Iatrogenia em traumatologia

Fernando Baldy dos ReisI; Akira IshidaII; José Laredo FilhoIII

IProfessor Livre-Docente, Chefe do Grupo de Trauma

IIProfessor Livre-Docente, Chefe do Departamento

IIIPró-Reitor de Administração e Professor Titular

Endereço para correspondência Endereço para correspondência Departamento de Ortopedia e Traumatologia Rua Napoleão de Barros, 715 - 1º andar - Vl. Clementino São Paulo - SP - CEP: 04024-002

A traumatologia evoluiu paralelamente ao desenvolvimento científico e tecnológico da humanidade. Tiveram grande importância para este ramo da medicina o desenvolvimento e o aprimoramento da anestesiologia, microbiologia, radiologia e metalurgia. As duas primeiras áreas contribuíram para o avanço da cirurgia de forma geral, enquanto que as duas últimas afetaram a traumatologia ósteo-articular de forma direta.

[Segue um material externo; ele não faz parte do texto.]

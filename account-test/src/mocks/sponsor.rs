use async_trait::async_trait;
use mockall::*;

use account_core::*;

mock! {
    pub Sponsor {
        pub fn request_sponsorship(
            &self,
            operation: &Operation,
            context: &SponsorContext,
        ) -> Result<Sponsorship, SponsorError> {}
    }
}

impl std::fmt::Debug for MockSponsor {
    fn fmt(&self, f: &mut std::fmt::Formatter<'_>) -> std::fmt::Result {
        write!(f, "MockSponsor")
    }
}

#[async_trait]
impl SponsorProvider for MockSponsor {
    async fn request_sponsorship(
        &self,
        operation: &Operation,
        context: &SponsorContext,
    ) -> Result<Sponsorship, SponsorError> {
        self.request_sponsorship(operation, context)
    }
}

A descoberta dos Raios X em 1895 por Roentgen permitiu maior precisão e certeza no diagnóstico das fraturas. Desta forma, a aplicação clínica para o estudo, controle de reduções e seu seguimento tornou-se uma consequência imediata. Houve um grande impulso no tratamento incruento e aprimoramento nos estudos sobre a formação do calo ósseo. O diagnóstico por imagem teve novo impulso com o desenvolvimento da Tomografia Computadorizada (TC) e recentemente da Ressonância Nuclear Magnética.

O emprego de intensificadores de imagens possibilitou melhora na qualidade das reduções incruentas e cruentas trazendo benefícios no tocante ao tempo das operações. Algumas reduções abertas passaram a contar com a possibilidade de se realizar fixações percutâneas e de minimizar a abordagem das partes moles adjacente às fraturas.

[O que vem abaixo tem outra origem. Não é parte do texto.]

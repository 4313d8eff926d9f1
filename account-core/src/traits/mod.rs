pub use ledger::*;
pub use relay::*;
pub use signer::*;
pub use sponsor::*;

mod ledger;
mod relay;
mod signer;
mod sponsor;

Por fim, o aspecto biocompatibilidade foi resolvido satisfatoriamente, permitindo o desenvolvimento de diversos modelos e aplicações de materiais de síntese. O desenvolvimento tecnológico da metalurgia, com o preparo de ligas metálicas especiais que reduziram as reações orgânicas ao metal.

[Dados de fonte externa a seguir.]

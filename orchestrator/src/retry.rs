use std::{fmt::Debug, future::Future, time::Duration};

use tokio::time::sleep;
use tracing::warn;

use crate::error::IsRetryable;

/// Bounded exponential backoff for transient network faults.
///
/// The first attempt runs immediately; retry `n` waits `base * 2^(n-1)`.
/// Errors that are not retryable are returned as soon as they occur.
#[derive(Debug, Clone, Copy, PartialEq, Eq)]
pub struct RetryPolicy {
    max_attempts: usize,
    base_backoff: Duration,
}

impl RetryPolicy {
    /// `max_attempts` counts the first try; values below one are raised to one.
    pub fn new(max_attempts: usize, base_backoff: Duration) -> Self {
        Self {
            max_attempts: max_attempts.max(1),
            base_backoff,
        }
    }

    /// Attempts allowed, including the first
    pub fn max_attempts(&self) -> usize {
        self.max_attempts
    }

    /// Delay before retry number `retry` (1-based)
    pub fn backoff(&self, retry: usize) -> Duration {
        let exponent = u32::try_from(retry.saturating_sub(1)).unwrap_or(u32::MAX);
        let factor = 2u32.checked_pow(exponent).unwrap_or(u32::MAX);
        self.base_backoff.saturating_mul(factor)
    }

    /// Run `f` until it succeeds, fails with a non-retryable error, or the
    /// attempt budget is spent. Returns the last error in the latter cases.
    pub async fn run<F, Fut, T, E>(&self, action: &str, mut f: F) -> Result<T, E>
    where
        F: FnMut() -> Fut,
        Fut: Future<Output = Result<T, E>>,
        E: IsRetryable + Debug,
    {
        let mut attempt = 1;
        loop {
            match f().await {
                Ok(result) => return Ok(result),
                Err(err) if err.is_retryable() && attempt < self.max_attempts => {
                    let backoff = self.backoff(attempt);
                    warn!(
                        ?err,
                        action,
                        attempt,
                        retries_remaining = self.max_attempts - attempt,
                        ?backoff,
                        "Transient failure. Retrying..."
                    );
                    sleep(backoff).await;
                    attempt += 1;
                }
                Err(err) => return Err(err),
            }
        }
    }
}

impl Default for RetryPolicy {
    fn default() -> Self {
        Self::new(3, Duration::from_millis(250))
    }
}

A iatrogenia é a sequela ou complicação de tratamento cuja causa é a falha essencial e exclusivamente médica quando da condução ou orientação de um diagnóstico ou uma terapêutica, quer clínica, quer cirúrgica.

Quando nos encontramos diante de lesões iatrogênicas devemos analisar os vários aspectos que levaram o especialista em ortopedia a cometer tais deslizes, evitando sempre fazer comentários deselegantes, maldosos e que por vezes não revelam a verdadeira situação do paciente.

O MÉDICO ORTOPEDISTA

Atualmente, com as subespecialidades, temos especialidades ortopédicas que abrangem todo o aparelho locomotor e dentro de cada uma delas, o Trauma especificamente. O traumatologista deve ser capaz de tratar não só fraturas isoladas, mas também tratar o paciente politraumatizado e polifraturado, considerando o mesmo como um todo, priorizando o atendimento aos aparelhos vitais e fazendo um planejamento racional do tratamento das diversas fraturas. Dessa forma estamos, nos grandes centros ortopédicos, evidentemente que por força do mercado de trabalho, formando profissionais que se subespecializam e tratam "segmentos do paciente", com possibilidade de erros.

A tendência atual pode ser a subespecialidade em certas áreas, o que pode trazer benefícios para o paciente embora nem sempre isso aconteça. Quanto ao atendimento do paciente politraumatizado e polifraturado, devemos manter traumatologistas treinados e atualizados, principalmente porque, no interior do país, 80% dos casos ortopédicos são de fratura.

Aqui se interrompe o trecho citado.